As Ralph Waldo Emerson told us, “life is a journey, not a destination”—and if that journey takes you along the verdant, winding roads of Maine, chances are you’ll learn a lot without even realizing it. Maine chef Laura Cabot shares her story of finding her cooking inspiration in an unlikely place.
Here I am, a former city girl in my 50s, a “recovering restaurateur,” as I once told Tony Bourdain, living in Maine as the owner Laura Cabot Catering, a small but durable catering establishment rapidly approaching its 30th year in business. Learning catering was an offspring of my time at The Pine Cone Cafe, a destination fine-dining establishment on the Medomak River in Waldoboro, Maine. As its chef/owner for 23 years, I worked with local growers, farmers, and fishermen, sourcing everything locally and in season, putting us well ahead of the movement that would come to be called “farm to fork.” I attribute this sensibility to one exceptional woman: Flossie Jipson, my first Maine kitchen inspiration.
It took me some time to get to Maine.
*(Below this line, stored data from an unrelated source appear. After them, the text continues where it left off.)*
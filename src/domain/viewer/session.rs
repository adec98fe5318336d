// SPDX-License-Identifier: MPL-2.0
//! State of one open viewer, from activation to close.

use super::gesture::{PanOffset, RenderedSize};
use super::item::{Item, MetadataSlots};
use super::path::{resolve_all, PageDepth};

/// An open viewer: the photo snapshot and the navigation/zoom state over it.
///
/// Invariants: `photos` is never empty and `current_index < photos.len()`.
/// The pan offset is zero whenever the photo is not zoomed.
#[derive(Debug, Clone, PartialEq)]
pub struct ViewerSession {
    item: Item,
    photos: Vec<String>,
    current_index: usize,
    zoomed: bool,
    pan: PanOffset,
    thumbnails_visible: bool,
    metadata: MetadataSlots,
}

impl ViewerSession {
    /// Snapshots the item's photos, resolved for a page at `depth`.
    #[must_use]
    pub fn new(item: Item, depth: PageDepth) -> Self {
        let photos = resolve_all(&item.photo_list(), depth);
        let metadata = MetadataSlots::bind(&item);
        Self {
            item,
            photos,
            current_index: 0,
            zoomed: false,
            pan: PanOffset::ZERO,
            thumbnails_visible: false,
            metadata,
        }
    }

    #[must_use]
    pub fn item(&self) -> &Item {
        &self.item
    }

    #[must_use]
    pub fn photos(&self) -> &[String] {
        &self.photos
    }

    #[must_use]
    pub fn current_index(&self) -> usize {
        self.current_index
    }

    #[must_use]
    pub fn current_photo(&self) -> &str {
        &self.photos[self.current_index]
    }

    #[must_use]
    pub fn is_zoomed(&self) -> bool {
        self.zoomed
    }

    #[must_use]
    pub fn pan_offset(&self) -> PanOffset {
        self.pan
    }

    #[must_use]
    pub fn thumbnails_visible(&self) -> bool {
        self.thumbnails_visible
    }

    #[must_use]
    pub fn metadata(&self) -> &MetadataSlots {
        &self.metadata
    }

    /// Arrows and the thumbnail toggle are only shown for several photos.
    #[must_use]
    pub fn shows_navigation(&self) -> bool {
        self.photos.len() > 1
    }

    pub(super) fn next(&mut self) {
        self.show((self.current_index + 1) % self.photos.len());
    }

    pub(super) fn previous(&mut self) {
        let len = self.photos.len();
        self.show((self.current_index + len - 1) % len);
    }

    /// Jumps to photo `index` and hides the strip. Returns `false` for an
    /// out-of-range index, leaving the session untouched.
    pub(super) fn select(&mut self, index: usize) -> bool {
        if index >= self.photos.len() {
            return false;
        }
        self.show(index);
        self.thumbnails_visible = false;
        true
    }

    pub(super) fn toggle_zoom(&mut self) {
        self.zoomed = !self.zoomed;
        self.pan = PanOffset::ZERO;
    }

    /// Returns `false` when the photo is not zoomed.
    pub(super) fn pan(&mut self, dx: f32, dy: f32, rendered: RenderedSize) -> bool {
        if !self.zoomed {
            return false;
        }
        self.pan = self.pan.shifted(dx, dy, rendered);
        true
    }

    pub(super) fn toggle_thumbnails(&mut self) {
        self.thumbnails_visible = !self.thumbnails_visible;
    }

    fn show(&mut self, index: usize) {
        self.current_index = index;
        self.zoomed = false;
        self.pan = PanOffset::ZERO;
    }
}
// SPDX-License-Identifier: MPL-2.0
//! Application root state and orchestration between the catalog pages, the
//! product viewer and the payment panel.
//!
//! The `App` struct wires together the catalog snapshot, localization and
//! the overlays, and translates component events into side effects such as
//! photo downloads, browser hand-offs or config persistence.

pub mod config;
mod message;
pub mod paths;
mod persistence;
mod subscription;
mod update;
mod view;

pub use message::{Flags, Message};

use crate::application::contact::ContactSettings;
use crate::application::port::CatalogProvider;
use crate::application::query::Page;
use crate::domain::catalog::Catalog;
use crate::domain::viewer::{PageScroll, Presentation};
use crate::i18n::fluent::I18n;
use crate::infrastructure::{CatalogSource, PhotoCache};
use crate::ui::gallery;
use crate::ui::notifications;
use crate::ui::payment;
use crate::ui::viewer;
use config::{Config, ContactConfig, PresentationOverride};
use iced::{window, Element, Subscription, Task, Theme};
use std::fmt;
use std::path::PathBuf;

/// Root Iced application state that bridges UI components, localization, and
/// persisted preferences.
pub struct App {
    pub i18n: I18n,
    config: Config,
    catalog: Catalog,
    /// The first catalog fetch has not answered yet.
    catalog_loading: bool,
    page: Page,
    query: String,
    gallery: gallery::State,
    viewer: viewer::State,
    payment: payment::State,
    /// Whether the page under the overlays may scroll.
    page_scroll: PageScroll,
    notifications: notifications::Manager,
    photos: PhotoCache,
    /// Client for photo downloads; `None` when it could not be built.
    http: Option<reqwest::Client>,
    theme: Theme,
    asset_root: PathBuf,
    contact: ContactSettings,
    /// Set once the viewer presentation is settled for this run.
    presentation_fixed: bool,
    mobile_breakpoint: f32,
    window_focused: bool,
}

impl fmt::Debug for App {
    fn fmt(&self, f: &mut fmt::Formatter<'_>) -> fmt::Result {
        f.debug_struct("App")
            .field("page", &self.page)
            .field("artworks", &self.catalog.artworks().len())
            .field("viewer_open", &self.viewer.is_open())
            .finish()
    }
}

pub const WINDOW_DEFAULT_HEIGHT: u32 = 800;
pub const WINDOW_DEFAULT_WIDTH: u32 = 1200;
pub const MIN_WINDOW_HEIGHT: u32 = 480;
pub const MIN_WINDOW_WIDTH: u32 = 360;

/// Builds the window settings
pub fn window_settings() -> window::Settings {
    window::Settings {
        size: iced::Size::new(WINDOW_DEFAULT_WIDTH as f32, WINDOW_DEFAULT_HEIGHT as f32),
        min_size: Some(iced::Size::new(
            MIN_WINDOW_WIDTH as f32,
            MIN_WINDOW_HEIGHT as f32,
        )),
        ..window::Settings::default()
    }
}

/// Entry point used by `main.rs` to launch the Iced application loop.
pub fn run(flags: Flags) -> iced::Result {
    use std::cell::RefCell;

    // iced 0.14 boots through an `Fn`; the flags are consumed on the first call.
    let boot_state = RefCell::new(Some(flags));
    let boot = move || {
        let flags = boot_state.borrow_mut().take().unwrap_or_else(|| {
            log::debug!("application booted again; using default flags");
            Flags::default()
        });
        App::new(flags)
    };

    iced::application(boot, App::update, App::view)
        .title(App::title)
        .theme(App::theme)
        .window(window_settings())
        .subscription(App::subscription)
        .run()
}

fn contact_settings(config: &ContactConfig) -> ContactSettings {
    ContactSettings {
        default_number: config
            .default_number
            .clone()
            .unwrap_or_else(|| config::DEFAULT_CONTACT_NUMBER.to_string()),
        currency: config
            .currency
            .clone()
            .unwrap_or_else(|| config::DEFAULT_CURRENCY.to_string()),
    }
}

fn http_client() -> Option<reqwest::Client> {
    match reqwest::Client::builder()
        .user_agent(concat!("ninart/", env!("CARGO_PKG_VERSION")))
        .build()
    {
        Ok(client) => Some(client),
        Err(err) => {
            log::warn!("remote photos disabled: {}", err);
            None
        }
    }
}

impl Default for App {
    fn default() -> Self {
        Self::from_config(Config::default(), I18n::default())
    }
}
I started as a crunchy chick who opted out of college to learn specialty baking in a macrobiotic bakery in Philly. Before I knew it, at the tender age of 20, I owned the joint. My first business, the Grateful Bread (named on Jerry’s birthday), was a period piece: an organic bakery in 1970’s Germantown, and keeper of the holistic flame for several years in that community. It thrived until I began my love affair with the state of Maine.
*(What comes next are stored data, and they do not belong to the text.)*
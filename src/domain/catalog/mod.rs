// SPDX-License-Identifier: MPL-2.0
//! Catalog domain types.
//!
//! This module contains the artist and artwork records delivered by a
//! catalog provider, the shared [`Catalog`] snapshot and the read-side rules
//! applied to it (listing order, filters, search).

mod filter;
mod snapshot;
mod types;

pub use filter::{
    search, ArtistFilter, CatalogFilter, SearchResults, StatusFilter, SEARCH_ARTWORK_LIMIT,
};
pub use snapshot::{canonical_artist_id, listing_order, Catalog};
pub use types::{Artist, Artwork, ArtworkStatus, BioLanguage};
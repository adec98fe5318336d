// SPDX-License-Identifier: MPL-2.0
//! Payment details panel: configured fields, each with a copy button.

use crate::app::config::PaymentField;
use crate::domain::viewer::{PageScroll, ScrollLock};
use crate::i18n::fluent::I18n;
use crate::infrastructure::{DeferredClipboard, SystemClipboard};
use crate::ui::components::{CopyButton, CopyPath};
use crate::ui::design_tokens::{sizing, spacing, typography};
use crate::ui::modal;
use crate::ui::styles::{button as button_styles, container as container_styles};
use iced::widget::{button, Column, Container, Row, Space, Text};
use iced::{alignment, Element, Length};
use std::time::Instant;

#[derive(Debug, Clone)]
pub enum Message {
    Copy(usize),
    Close,
}

/// Follow-up the application has to perform.
#[derive(Debug, Clone, PartialEq, Eq)]
pub enum Effect {
    None,
    /// The system clipboard refused; hand the text to Iced's clipboard.
    WriteClipboard(String),
}

#[derive(Debug, Default)]
pub struct State {
    open: bool,
    buttons: Vec<CopyButton>,
    scroll_lock: ScrollLock,
}

impl State {
    #[must_use]
    pub fn new(field_count: usize) -> Self {
        Self {
            open: false,
            buttons: vec![CopyButton::new(); field_count],
            scroll_lock: ScrollLock::default(),
        }
    }

    #[must_use]
    pub fn is_open(&self) -> bool {
        self.open
    }

    pub fn open(&mut self, page: &mut PageScroll) {
        self.open = true;
        self.scroll_lock.acquire(page);
    }

    pub fn close(&mut self, page: &mut PageScroll) {
        if !self.open {
            log::debug!("payment panel close ignored: already closed");
            return;
        }
        self.open = false;
        self.scroll_lock.release(page);
    }

    /// Whether a copy button is showing transient feedback.
    #[must_use]
    pub fn is_animating(&self) -> bool {
        self.buttons.iter().any(CopyButton::is_active)
    }

    pub fn tick(&mut self, now: Instant) {
        for button in &mut self.buttons {
            button.tick(now);
        }
    }

    pub fn handle_message(
        &mut self,
        message: Message,
        fields: &[PaymentField],
        window_focused: bool,
        page: &mut PageScroll,
    ) -> Effect {
        match message {
            Message::Close => {
                self.close(page);
                Effect::None
            }
            Message::Copy(index) => {
                let (Some(field), Some(button)) = (fields.get(index), self.buttons.get_mut(index))
                else {
                    log::debug!("copy ignored: no payment field {index}");
                    return Effect::None;
                };
                let mut fallback = DeferredClipboard::new(window_focused);
                match button.copy(&field.value, &mut SystemClipboard, &mut fallback, Instant::now())
                {
                    Some(CopyPath::Fallback) => fallback
                        .take_pending()
                        .map_or(Effect::None, Effect::WriteClipboard),
                    Some(CopyPath::Primary) | None => Effect::None,
                }
            }
        }
    }

    pub fn view<'a>(&'a self, fields: &'a [PaymentField], i18n: &'a I18n) -> Element<'a, Message> {
        let header = Row::new()
            .align_y(alignment::Vertical::Center)
            .push(Text::new(i18n.tr("payment-title")).size(typography::TITLE_MD))
            .push(Space::new().width(Length::Fill))
            .push(
                button(Text::new("✕").size(typography::BODY_LG))
                    .on_press(Message::Close)
                    .padding(spacing::XS)
                    .style(button_styles::chip(false)),
            );

        let mut body = Column::new().spacing(spacing::MD).push(header);

        if fields.is_empty() {
            body = body.push(Text::new(i18n.tr("payment-empty")).size(typography::BODY));
        }

        for (index, (field, copy)) in fields.iter().zip(&self.buttons).enumerate() {
            body = body.push(
                Row::new()
                    .spacing(spacing::SM)
                    .align_y(alignment::Vertical::Center)
                    .push(
                        Column::new()
                            .width(Length::Fill)
                            .push(Text::new(field.label.as_str()).size(typography::CAPTION))
                            .push(Text::new(field.value.as_str()).size(typography::BODY_LG)),
                    )
                    .push(copy.view(i18n, Message::Copy(index))),
            );
        }

        let panel = Container::new(body)
            .width(Length::Fixed(sizing::PAYMENT_PANEL_WIDTH))
            .padding(spacing::LG)
            .style(container_styles::modal);

        modal::backdrop(panel, Message::Close)
    }
}
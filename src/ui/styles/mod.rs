// SPDX-License-Identifier: MPL-2.0
//! Shared styles for buttons and containers.

pub mod button;
pub mod container;
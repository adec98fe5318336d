// SPDX-License-Identifier: MPL-2.0
//! Query services (CQRS read-side).
//!
//! This module contains query services for reading catalog data.
//! These services do not modify state; they provide read-only access.
//!
//! # Available Services
//!
//! - [`gallery`]: Page listings (artwork cards, artist pages)

pub mod gallery;

pub use gallery::{
    artist_page, artwork_cards, home_artists, ArtistPage, Card, Page, ARTISTS_PER_PAGE,
    HOME_ARTISTS_PREVIEW, HOME_SHOP_PREVIEW,
};
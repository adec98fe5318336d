// SPDX-License-Identifier: MPL-2.0
//! Event subscriptions for the application.
//!
//! Native window and keyboard events are turned into top-level messages
//! here; pointer input for the viewer comes from its own widgets.

use super::Message;
use crate::app::config::FEEDBACK_TICK_MS;
use iced::{event, keyboard, time, window, Subscription};
use std::time::Duration;

/// Routes window size and focus changes, plus key presses no widget captured
/// (the search box keeps its arrow keys).
pub fn create_event_subscription() -> Subscription<Message> {
    event::listen_with(|event, status, _window_id| match event {
        event::Event::Window(window::Event::Opened { size, .. })
        | event::Event::Window(window::Event::Resized(size)) => {
            Some(Message::WindowResized(size))
        }
        event::Event::Window(window::Event::Focused) => Some(Message::WindowFocusChanged(true)),
        event::Event::Window(window::Event::Unfocused) => {
            Some(Message::WindowFocusChanged(false))
        }
        event::Event::Keyboard(keyboard::Event::KeyPressed { key, .. }) => match status {
            event::Status::Ignored => Some(Message::KeyPressed(key)),
            event::Status::Captured => None,
        },
        _ => None,
    })
}

/// Creates a periodic tick subscription for copy feedback and notification
/// auto-dismiss.
pub fn create_tick_subscription(
    copy_feedback: bool,
    has_notifications: bool,
) -> Subscription<Message> {
    if copy_feedback || has_notifications {
        time::every(Duration::from_millis(FEEDBACK_TICK_MS)).map(Message::Tick)
    } else {
        Subscription::none()
    }
}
Coincidentally, I’d met a guy at the age of 19 while traveling in Jamaica, a guy with a family farm in Pittsfield, Maine. Two farms, actually—and a dyed-in-the-wool Maine grandma named Flossie. Doug’s granddad had his own farm across the country road from Flossie. Yes, they were married because she got knocked up as a young woman, but they never cohabited. They just continued to live across the road from each other with their parents until their parents died and voila! Two farmhouses across the road from each other and a couple of aging cranky Mainers sharing a piece of breakfast pie and not much else.
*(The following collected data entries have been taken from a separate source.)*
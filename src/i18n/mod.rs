// SPDX-License-Identifier: MPL-2.0
//! Internationalization (i18n) support for the application.
//!
//! This module provides localization capabilities using the Fluent localization system.
//! It handles language detection, translation file loading, and string formatting.
//!
//! # Features
//!
//! - Automatic locale detection from CLI, config, or system settings
//! - Embedded `.ftl` translation files (English and Georgian)
//! - Runtime language switching
//! - Fallback to default locale when translations are missing

pub mod fluent;
// SPDX-License-Identifier: MPL-2.0
use ninart::app::config::{self, Config, PaymentField, PresentationOverride};
use ninart::application::contact::{contact_link, ContactSettings};
use ninart::application::port::CatalogProvider;
use ninart::application::query::{artwork_cards, Page};
use ninart::domain::catalog::{CatalogFilter, StatusFilter};
use ninart::domain::viewer::{PageScroll, Presentation, RenderedSize, ViewerHost};
use ninart::i18n::fluent::I18n;
use ninart::infrastructure::StaticCatalog;
use tempfile::tempdir;

#[tokio::test]
async fn shop_card_opens_viewer_with_nested_photo_paths() {
    let catalog = StaticCatalog::embedded()
        .fetch()
        .await
        .expect("embedded catalog parses");
    let page = Page::Shop;
    let cards = artwork_cards(&catalog, &page, &CatalogFilter::default());
    let card = cards
        .iter()
        .find(|card| card.artwork_id == "nini_01")
        .expect("nini_01 is listed in the shop");

    let mut scroll = PageScroll::Enabled;
    let mut host = ViewerHost::new(Presentation::Desktop);
    host.open(card.item.clone(), page.depth(), &mut scroll);
    assert_eq!(scroll, PageScroll::Locked);

    let session = host.session().expect("viewer is open");
    assert_eq!(session.current_index(), 0);
    assert_eq!(session.current_photo(), "../images/naturmort6.jpg");
    assert_eq!(session.photos().len(), 9);

    host.previous();
    assert_eq!(host.session().map(|s| s.current_index()), Some(8));
    host.next();
    host.next();
    assert_eq!(host.session().map(|s| s.current_index()), Some(1));

    host.close(&mut scroll);
    assert!(!host.is_open());
    assert_eq!(scroll, PageScroll::Enabled);
}

#[tokio::test]
async fn mobile_session_swipes_and_pans_within_bounds() {
    let catalog = StaticCatalog::embedded()
        .fetch()
        .await
        .expect("embedded catalog parses");
    let cards = artwork_cards(&catalog, &Page::Gallery, &CatalogFilter::default());
    let card = cards
        .iter()
        .find(|card| card.artwork_id == "nini_02")
        .expect("nini_02 is in the gallery");

    let mut scroll = PageScroll::Enabled;
    let mut host = ViewerHost::new(Presentation::Mobile);
    host.open(card.item.clone(), Page::Gallery.depth(), &mut scroll);

    host.swipe(-49.0);
    assert_eq!(host.session().map(|s| s.current_index()), Some(0));
    host.swipe(-51.0);
    assert_eq!(host.session().map(|s| s.current_index()), Some(1));

    let rendered = RenderedSize::new(400.0, 600.0);
    host.toggle_zoom();
    host.pan(1_000.0, -1_000.0, rendered);
    let pan = host.session().map(|s| s.pan_offset()).expect("open session");
    assert_eq!((pan.x, pan.y), (200.0, -300.0));

    host.next();
    let session = host.session().expect("open session");
    assert!(!session.is_zoomed());
    assert_eq!((session.pan_offset().x, session.pan_offset().y), (0.0, 0.0));
}

#[tokio::test]
async fn sold_filter_only_lists_sold_artworks() {
    let catalog = StaticCatalog::embedded()
        .fetch()
        .await
        .expect("embedded catalog parses");
    let filter = CatalogFilter {
        status: StatusFilter::Sold,
        ..CatalogFilter::default()
    };
    for card in artwork_cards(&catalog, &Page::Gallery, &filter) {
        assert!(card.item.status.is_sold(), "{} should be sold", card.artwork_id);
    }
}

#[tokio::test]
async fn contact_link_targets_the_artist() {
    let catalog = StaticCatalog::embedded()
        .fetch()
        .await
        .expect("embedded catalog parses");
    let cards = artwork_cards(&catalog, &Page::Gallery, &CatalogFilter::default());
    let card = cards
        .iter()
        .find(|card| card.artwork_id == "nini_01")
        .expect("nini_01 is in the gallery");

    let i18n = I18n::new(Some("ka".to_string()), &Config::default());
    let settings = ContactSettings {
        default_number: "995000000000".to_string(),
        currency: "₾".to_string(),
    };
    let link = contact_link(&i18n, &card.item, &settings);
    assert!(link.starts_with("https://wa.me/995579388833?text="));
    assert!(link.contains("%E2%82%BE250"));
}

#[test]
fn config_round_trip_keeps_gallery_sections() {
    let dir = tempdir().expect("Failed to create temporary directory");
    let path = dir.path().join("settings.toml");

    let mut cfg = Config::default();
    cfg.general.language = Some("ka".to_string());
    cfg.viewer.presentation = PresentationOverride::Mobile;
    cfg.contact.currency = Some("$".to_string());
    cfg.payment.fields = vec![PaymentField {
        label: "IBAN".to_string(),
        value: "GE00TB0000000000000000".to_string(),
    }];
    config::save_to_path(&cfg, &path).expect("Failed to write config file");

    let loaded = config::load_from_path(&path).expect("Failed to load config from path");
    assert_eq!(loaded, cfg);

    let i18n = I18n::new(None, &loaded);
    assert!(i18n.is_georgian());
}
// SPDX-License-Identifier: MPL-2.0
//! Notification data: an i18n key, its arguments and a severity.

use crate::ui::design_tokens::palette;
use iced::Color;
use std::time::{Duration, Instant};

/// Unique identifier for a notification.
#[derive(Debug, Clone, Copy, PartialEq, Eq, Hash)]
pub struct NotificationId(u64);

impl NotificationId {
    pub fn new() -> Self {
        use std::sync::atomic::{AtomicU64, Ordering};
        static COUNTER: AtomicU64 = AtomicU64::new(0);
        Self(COUNTER.fetch_add(1, Ordering::Relaxed))
    }
}

impl Default for NotificationId {
    fn default() -> Self {
        Self::new()
    }
}

/// Severity level; drives the accent color and how long the toast stays.
#[derive(Debug, Clone, Copy, PartialEq, Eq, Default)]
pub enum Severity {
    #[default]
    Info,
    /// Something failed but the app keeps working (catalog fallback,
    /// browser hand-off).
    Warning,
}

impl Severity {
    #[must_use]
    pub fn color(&self) -> Color {
        match self {
            Severity::Info => palette::INFO_500,
            Severity::Warning => palette::WARNING_500,
        }
    }

    #[must_use]
    pub fn auto_dismiss_duration(&self) -> Duration {
        match self {
            Severity::Info => Duration::from_secs(3),
            Severity::Warning => Duration::from_secs(6),
        }
    }

    /// Text glyph shown in front of the message.
    #[must_use]
    pub fn glyph(&self) -> &'static str {
        match self {
            Severity::Info => "ℹ",
            Severity::Warning => "⚠",
        }
    }
}

/// A notification to be displayed to the user.
#[derive(Debug, Clone)]
pub struct Notification {
    id: NotificationId,
    severity: Severity,
    /// Resolved through i18n at render time, so a language switch retranslates
    /// toasts already on screen.
    message_key: String,
    message_args: Vec<(String, String)>,
    created_at: Instant,
}

impl Notification {
    pub fn new(severity: Severity, message_key: impl Into<String>) -> Self {
        Self {
            id: NotificationId::new(),
            severity,
            message_key: message_key.into(),
            message_args: Vec::new(),
            created_at: Instant::now(),
        }
    }

    pub fn info(message_key: impl Into<String>) -> Self {
        Self::new(Severity::Info, message_key)
    }

    pub fn warning(message_key: impl Into<String>) -> Self {
        Self::new(Severity::Warning, message_key)
    }

    #[must_use]
    pub fn with_arg(mut self, key: impl Into<String>, value: impl Into<String>) -> Self {
        self.message_args.push((key.into(), value.into()));
        self
    }

    #[must_use]
    pub fn id(&self) -> NotificationId {
        self.id
    }

    #[must_use]
    pub fn severity(&self) -> Severity {
        self.severity
    }

    #[must_use]
    pub fn message_key(&self) -> &str {
        &self.message_key
    }

    #[must_use]
    pub fn message_args(&self) -> &[(String, String)] {
        &self.message_args
    }

    /// Whether the notification has outlived its severity's display time at
    /// `now`.
    #[must_use]
    pub fn should_auto_dismiss(&self, now: Instant) -> bool {
        now.saturating_duration_since(self.created_at) >= self.severity.auto_dismiss_duration()
    }
}

#[cfg(test)]
mod tests {
    use super::*;

    #[test]
    fn notification_ids_are_unique() {
        let first = Notification::info("test");
        let second = Notification::info("test");
        assert_ne!(first.id(), second.id());
    }

    #[test]
    fn severity_colors_are_distinct() {
        assert_ne!(Severity::Info.color(), Severity::Warning.color());
    }

    #[test]
    fn warnings_stay_longer_than_info() {
        assert!(Severity::Warning.auto_dismiss_duration() > Severity::Info.auto_dismiss_duration());
    }

    #[test]
    fn warnings_expire_after_their_duration() {
        let notification = Notification::warning("notification-catalog-network");
        let now = Instant::now();
        assert!(!notification.should_auto_dismiss(now));
        assert!(notification.should_auto_dismiss(now + Duration::from_secs(6)));
    }

    #[test]
    fn builder_collects_arguments() {
        let notification = Notification::warning("notification-browser-error").with_arg("url", "x");
        assert_eq!(notification.severity(), Severity::Warning);
        assert_eq!(notification.message_args().len(), 1);
    }
}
Doug and I got engaged and decided to take the plunge into country life. We moved to central Maine and I began to learn about rural living. Doug’s grandpa, a former railroad worker, had passed, and we moved into his 1920s time capsule of a farmhouse. Nothing had changed, from the pressed back farm chairs to the harvest table, fancy black cookstove with the hungry woodbox to one side, old Ironstone china, and cast iron cookware.
I was especially enamored of the kitchens: a summer kitchen and a winter kitchen with no running water—a slate sink with a pump in the summer kitchen had to suffice during warmer weather. Lard buckets, pie safes, canned goods, and seriously old blue Mason jars stood in their places. Every single piece of an earlier American life was still there.
Summer was heady. I took to gardening like a hen to young beet greens. We made hay, gathered eggs, fed the horses, pulled carrots, pitched manure, and cooked in that wonderful airy kitchen. I’d never planted a seed and followed it through to the kitchen table. Or dug in the dirt (what! and break a nail?), cooked a vegetable fresh from the garden, seen a shell bean, picked wild Wolf River apples, or tasted a real carrot! It was an epiphany and I never lost that thread. This sensibility steered me through decades of restaurant ownership and kept me ahead of the culinary curve.
I learned that to get hot water in the kitchen in winter, I needed to go out into the “dooryard” and throw a bucket down the well to keep the tank attached to the wood stove full. I learned all the ins and outs of that fancy cookstove, all the nuances of a cast iron flattop, and the types of wood needed for certain dishes.
Flossie showed me her way of making applesauce one autumn morning, a task made more entertaining because she kept her oldest friend, a red hen, in a box by the stove in the kitchen during cold weather. So it was just us three that morning peeling apples, with the old red hen getting her share.
As the days grew shorter we pondered seed catalogs, already dreaming of the next season’s gardens. I rapidly realized that winter would be harsh. December rolled around and I found myself shivering under three hand-spun quilts, counting the frosty square head nails in the ceiling of the bedroom.
Two cold Maine winters killed my love affair with Doug, although we’re still friends. But nothing can ever take away the culinary horse sense and garden wisdom I gleaned from Flossie during my early years in a Maine country farmhouse. Even after receiving a culinary degree from La Varenne in a historic French chateau in Burgundy, I’ve still never found a better cooking experience than the one on the Square Road in Pittsfield, Maine.